CHALLENGES BRING CHANGE
Something those who work on the front line as first responders know best, is that the upside to tragedy and disaster is the chance to make things better—to try and make sure these things never happen again, or at least be prepared for when they do. For the islands’ two chiefs, one of the biggest challenges they face is the changing nature of their islands.
“The size of the structures has significantly increased, and the size of the staff has not,” Graham says. “In the summertime, we go from a population of 5,000 to 30,000, but we still have the same amount of people looking after everyone.” Tis lopsided math is clearly something that keeps both chiefs awake at night. “I agree with that,” Stith says. “I joke sometimes that if somebody puts one more car over here we’re going to sink.”

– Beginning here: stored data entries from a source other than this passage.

use crate::ids::{BrandId, CustomerId, QueryId};
use serde::{Deserialize, Serialize};

/// A single natural-language query to fan out across collectors.
///
/// Immutable once accepted by the orchestrator.
#[derive(Debug, Clone, Serialize, Deserialize)]
pub struct Request {
    pub query_id: QueryId,
    pub brand_id: BrandId,
    pub customer_id: CustomerId,
    pub query_text: String,
    #[serde(default)]
    pub intent: Option<String>,
    #[serde(default)]
    pub locale: Option<String>,
    #[serde(default)]
    pub country: Option<String>,
    pub collectors: Vec<String>,
    #[serde(default)]
    pub suppress_scoring: bool,
}
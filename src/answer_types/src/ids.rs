//! Domain identifiers.
//!
//! The orchestrator juggles several `u64` ids at once (query, brand,
//! customer, execution, collector result) on the same call paths, so these
//! are newtypes rather than bare `u64`/type aliases: mixing up a `BrandId`
//! and a `CustomerId` would compile silently with aliases.

use serde::{Deserialize, Serialize};
use std::fmt;

macro_rules! id_type {
    ($name:ident) => {
        #[derive(Debug, Clone, Copy, PartialEq, Eq, Hash, PartialOrd, Ord, Serialize, Deserialize)]
        #[serde(transparent)]
        pub struct $name(pub u64);

        impl fmt::Display for $name {
            fn fmt(&self, f: &mut fmt::Formatter<'_>) -> fmt::Result {
                write!(f, "{}", self.0)
            }
        }

        impl From<u64> for $name {
            fn from(v: u64) -> Self {
                $name(v)
            }
        }
    };
}

id_type!(QueryId);
id_type!(BrandId);
id_type!(CustomerId);
id_type!(ExecutionId);
id_type!(CollectorResultId);
//! CLI binary entry point for the Tanzeem connector.
//!
//! Usage:
//!   tanzeem-connector [OPTIONS] <COMMAND>
//!
//! Commands:
//!   run                         Run the sync scheduler until Ctrl-C
//!   sync <jamaats|members>      Run one sync now
//!   map <JAMAAT_NO> <MUQAM_ID>  Map a Jamaat to a Muqam
//!   unmap <JAMAAT_NO>           Clear a Jamaat's Muqam
//!   stats                       Print mapping coverage
//!   resolve <CHANDA_NO>         Print a member's hierarchy
//!   provision <CHANDA_NO>       Create an account with cached hierarchy
//!   refresh <CHANDA_NO>         Recompute an account's cached hierarchy
//!   add-zone|add-dila|add-muqam Seed the administrative tiers

use std::path::PathBuf;

use clap::{Parser, Subcommand, ValueEnum};
use serde::Serialize;
use tokio_util::sync::CancellationToken;

use tanzeem_connector::{ConnectorConfig, TanzeemConnector};
use tanzeem_protocol::{ChandaNo, DilaId, MuqamId, ZoneId};
use tanzeem_sync::SyncKind;

/// Tanzeem Connector - membership hierarchy sync and administration.
#[derive(Parser, Debug)]
#[command(name = "tanzeem-connector")]
#[command(about = "Keeps the Tanzeem hierarchy in sync with the external directory")]
#[command(version)]
struct Cli {
    /// Path to configuration TOML file.
    #[arg(short, long, value_name = "FILE")]
    config: Option<PathBuf>,

    /// Store snapshot path (overrides config).
    #[arg(long, value_name = "FILE")]
    store: Option<PathBuf>,

    /// Directory export path (overrides config).
    #[arg(long, value_name = "FILE")]
    directory: Option<PathBuf>,

    /// Increase logging verbosity (can be repeated: -v, -vv).
    #[arg(short, long, action = clap::ArgAction::Count)]
    verbose: u8,

    #[command(subcommand)]
    command: Command,
}

#[derive(Subcommand, Debug)]
enum Command {
    /// Run the sync scheduler until interrupted.
    Run,
    /// Run one sync now.
    Sync {
        #[arg(value_enum)]
        kind: KindArg,
    },
    /// Map a Jamaat (by external number) to a Muqam.
    Map { jamaat_no: i64, muqam_id: MuqamId },
    /// Clear a Jamaat's Muqam.
    Unmap { jamaat_no: i64 },
    /// Print mapping coverage.
    Stats,
    /// Print the resolved hierarchy of a member.
    Resolve { chanda_no: String },
    /// Create an account with the member's resolved hierarchy.
    Provision {
        chanda_no: String,
        #[arg(long)]
        email: Option<String>,
    },
    /// Recompute an account's cached hierarchy.
    Refresh { chanda_no: String },
    /// Add a Zone.
    AddZone { name: String },
    /// Add a Dila under a Zone.
    AddDila {
        name: String,
        #[arg(long)]
        zone: ZoneId,
    },
    /// Add a Muqam under a Dila.
    AddMuqam {
        name: String,
        #[arg(long)]
        dila: DilaId,
    },
    /// List Muqams.
    Muqams,
}

#[derive(ValueEnum, Clone, Copy, Debug)]
enum KindArg {
    Jamaats,
    Members,
}

impl From<KindArg> for SyncKind {
    fn from(kind: KindArg) -> Self {
        match kind {
            KindArg::Jamaats => SyncKind::Jamaats,
            KindArg::Members => SyncKind::Members,
        }
    }
}

#[tokio::main]
async fn main() -> anyhow::Result<()> {
    let cli = Cli::parse();

    let mut config = ConnectorConfig::load(cli.config.as_deref())?;
    if let Some(store) = cli.store {
        config.store.path = store;
    }
    if let Some(directory) = cli.directory {
        config.directory.snapshot_path = directory;
    }

    init_logging(&config, cli.verbose);

    let connector = TanzeemConnector::open(config).await?;
    let cancel = CancellationToken::new();

    match cli.command {
        Command::Run => {
            let trigger = cancel.clone();
            tokio::spawn(async move {
                if let Err(e) = tokio::signal::ctrl_c().await {
                    tracing::error!(error = %e, "Failed to listen for Ctrl-C");
                    return;
                }
                tracing::info!("Shutdown requested");
                trigger.cancel();
            });
            connector.run(cancel).await;
        }
        Command::Sync { kind } => {
            let trigger = cancel.clone();
            tokio::spawn(async move {
                if tokio::signal::ctrl_c().await.is_ok() {
                    trigger.cancel();
                }
            });
            print_json(&connector.sync(kind.into(), &cancel).await?)?;
        }
        Command::Map { jamaat_no, muqam_id } => {
            let outcome = connector.map(jamaat_no, muqam_id).await?;
            println!("{:?}", outcome);
        }
        Command::Unmap { jamaat_no } => {
            let previous = connector.unmap(jamaat_no).await?;
            println!("unmapped from {}", previous);
        }
        Command::Stats => print_json(&connector.stats()?)?,
        Command::Resolve { chanda_no } => {
            let chanda_no = ChandaNo::parse(&chanda_no)?;
            print_json(&connector.resolve(&chanda_no)?)?;
        }
        Command::Provision { chanda_no, email } => {
            let chanda_no = ChandaNo::parse(&chanda_no)?;
            print_json(&connector.provisioner().provision(&chanda_no, email).await?)?;
        }
        Command::Refresh { chanda_no } => {
            let chanda_no = ChandaNo::parse(&chanda_no)?;
            print_json(&connector.provisioner().refresh(&chanda_no).await?)?;
        }
        Command::AddZone { name } => println!("{}", connector.add_zone(&name).await?),
        Command::AddDila { name, zone } => println!("{}", connector.add_dila(&name, zone).await?),
        Command::AddMuqam { name, dila } => println!("{}", connector.add_muqam(&name, dila).await?),
        Command::Muqams => print_json(&connector.store().muqams()?)?,
    }

    Ok(())
}

fn init_logging(config: &ConnectorConfig, verbose: u8) {
    let log_level = match verbose {
        0 => config.logging.level.as_str(),
        1 => "debug",
        _ => "trace",
    };

    let filter = tracing_subscriber::EnvFilter::try_from_default_env()
        .unwrap_or_else(|_| tracing_subscriber::EnvFilter::new(log_level));

    // Logs go to stderr so command output on stdout stays parseable.
    if config.logging.json_format {
        tracing_subscriber::fmt()
            .json()
            .with_env_filter(filter)
            .with_writer(std::io::stderr)
            .init();
    } else {
        tracing_subscriber::fmt()
            .with_env_filter(filter)
            .with_target(true)
            .with_writer(std::io::stderr)
            .init();
    }
}

fn print_json<T: Serialize>(value: &T) -> anyhow::Result<()> {
    println!("{}", serde_json::to_string_pretty(value)?);
    Ok(())
}
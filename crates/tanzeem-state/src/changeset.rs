//! Staged writes for one unit of work.
//!
//! Records are keyed by their natural key, so staging the same key twice
//! keeps only the last version.

use std::collections::BTreeMap;

use tanzeem_protocol::{Account, ChandaNo, ExternalJamaatId, Jamaat, Member};

/// Pending creates and updates, committed by `HierarchyStore::flush`.
#[derive(Debug, Clone, Default)]
pub struct ChangeSet {
    jamaats: BTreeMap<ExternalJamaatId, Jamaat>,
    members: BTreeMap<ChandaNo, Member>,
    accounts: BTreeMap<ChandaNo, Account>,
}

impl ChangeSet {
    pub fn new() -> Self {
        Self::default()
    }

    /// Stage a Jamaat, replacing any earlier version with the same key.
    pub fn stage_jamaat(&mut self, jamaat: Jamaat) -> Option<Jamaat> {
        self.jamaats.insert(jamaat.jamaat_no, jamaat)
    }

    pub fn staged_jamaat(&self, jamaat_no: ExternalJamaatId) -> Option<&Jamaat> {
        self.jamaats.get(&jamaat_no)
    }

    pub fn stage_member(&mut self, member: Member) -> Option<Member> {
        self.members.insert(member.chanda_no.clone(), member)
    }

    pub fn staged_member(&self, chanda_no: &ChandaNo) -> Option<&Member> {
        self.members.get(chanda_no)
    }

    pub fn stage_account(&mut self, account: Account) -> Option<Account> {
        self.accounts.insert(account.chanda_no.clone(), account)
    }

    pub fn jamaats(&self) -> impl Iterator<Item = &Jamaat> {
        self.jamaats.values()
    }

    pub fn members(&self) -> impl Iterator<Item = &Member> {
        self.members.values()
    }

    pub fn accounts(&self) -> impl Iterator<Item = &Account> {
        self.accounts.values()
    }

    /// Total number of staged records across all collections.
    pub fn len(&self) -> usize {
        self.jamaats.len() + self.members.len() + self.accounts.len()
    }

    pub fn is_empty(&self) -> bool {
        self.len() == 0
    }
}

#[cfg(test)]
mod tests {
    use super::*;

    #[test]
    fn test_last_stage_wins() {
        let mut changes = ChangeSet::new();
        let key = ExternalJamaatId::new(9);
        changes.stage_jamaat(Jamaat::new(key, "First"));
        let replaced = changes.stage_jamaat(Jamaat::new(key, "Second"));
        assert_eq!(replaced.map(|j| j.name), Some("First".to_string()));
        assert_eq!(changes.len(), 1);
        assert_eq!(changes.staged_jamaat(key).unwrap().name, "Second");
    }

    #[test]
    fn test_empty() {
        assert!(ChangeSet::new().is_empty());
    }
}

Of course, it wasn’t always this way. “I can remember growing up here in the summertime, my cousins would come over and we’ve got pictures of us on the beach and no one’s out there,” Stith says. “Now both islands are year-round destinations—there’s no such thing as seasons anymore. I remember when we’d have 300 people left on the island in the winter.”
Both chiefs have fond memories of growing up on Sullivan’s, a place where their family roots are deep. Stith’s family is literally embedded into the island's history: The park is named after his brother, former mayor Marshall Stith, and the bridge for his father, Judge Louis Stith. Graham’s South Carolina roots go all the way back to the Civil War, her great great great grandfather Robert Graham fought alongside Brigadier General Hagood. Her parents lived on opposite ends of Ion Avenue Street when they were children.
Stith grew up going on fire and rescue calls with his father, while Graham grew up watching them from her home, a few doors down from the fire station. They both played in the abandoned forts and on the beaches, they both rode bicycles and boxes down the side of The Mound (“I still to this day look for boxes to ride down that hill,” Graham says. “There’s one by the door at the station that I’ve been eyeing!”).
Today, as they watch their children and grandchildren grow up doing the same things, experiencing the same yet different islands, they can be proud that their combined history, their knowledge and experience, and their friendship has helped make these islands a safer place to live.